• _What the exercise asks_
Across the records that follow, determine how many lines contain "crate" and give only the resulting number.
━━ Records to process
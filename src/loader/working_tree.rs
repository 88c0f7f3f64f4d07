//! Working-tree loader

use super::{ChallengeLoader, LoadError, assemble};
use crate::challenge::{ChallengeResult, DESCRIPTOR_FILE};
use crate::source::join_prefix;
use std::fs;
use std::path::{Path, PathBuf};
use tracing::debug;
use walkdir::WalkDir;

/// Loads challenges from the checked-out directory tree
///
/// Results carry no branch.
#[derive(Debug, Clone)]
pub struct WorkingTreeLoader {
    root: PathBuf,
    descriptor: String,
}

impl WorkingTreeLoader {
    /// Create a loader rooted at `root`, looking for `challenge.yml`
    #[must_use]
    pub fn new(root: impl Into<PathBuf>) -> Self {
        Self {
            root: root.into(),
            descriptor: DESCRIPTOR_FILE.to_string(),
        }
    }

    /// Use a different descriptor file name
    #[must_use]
    pub fn with_descriptor(mut self, descriptor: impl Into<String>) -> Self {
        self.descriptor = descriptor.into();
        self
    }
}

/// `/`-separated form of a path relative to a walk root
fn slash_path(relative: &Path) -> String {
    relative
        .components()
        .map(|c| c.as_os_str().to_string_lossy())
        .collect::<Vec<_>>()
        .join("/")
}

impl ChallengeLoader for WorkingTreeLoader {
    fn load_all(&self, genres: &[String]) -> Result<Vec<ChallengeResult>, LoadError> {
        let mut results = Vec::new();

        for genre in genres {
            let genre_dir = self.root.join(genre);
            if !genre_dir.exists() {
                debug!(genre = %genre, "genre directory missing, skipping");
                continue;
            }

            for entry in WalkDir::new(&genre_dir).sort_by_file_name() {
                let entry = entry.map_err(|source| LoadError::WalkFailed {
                    genre: genre.clone(),
                    source,
                })?;

                if entry.file_type().is_dir() || entry.file_name() != self.descriptor.as_str() {
                    continue;
                }

                let relative = entry.path().strip_prefix(&genre_dir).unwrap_or(entry.path());
                let file_path = join_prefix(genre, &slash_path(relative));

                if let Some(result) = assemble(file_path, None, fs::read(entry.path())) {
                    results.push(result);
                }
            }
        }

        Ok(results)
    }
}
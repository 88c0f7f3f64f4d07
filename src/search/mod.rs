//! Tag search over loaded challenges
//!
//! Provides two ways of narrowing a corpus:
//! 1. Static filtering by a list of tags (`filter_by_tags`)
//! 2. An interactive terminal loop that filters as the user types

pub mod error;
pub mod filter;
pub mod interactive;
pub mod state;

pub use error::SearchError;
pub use filter::{filter_by_tags, filter_by_text};
pub use interactive::{InteractiveSearch, Outcome, run_interactive};
pub use state::{Key, SearchState};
━━━━
• _Answer to this exercise_
2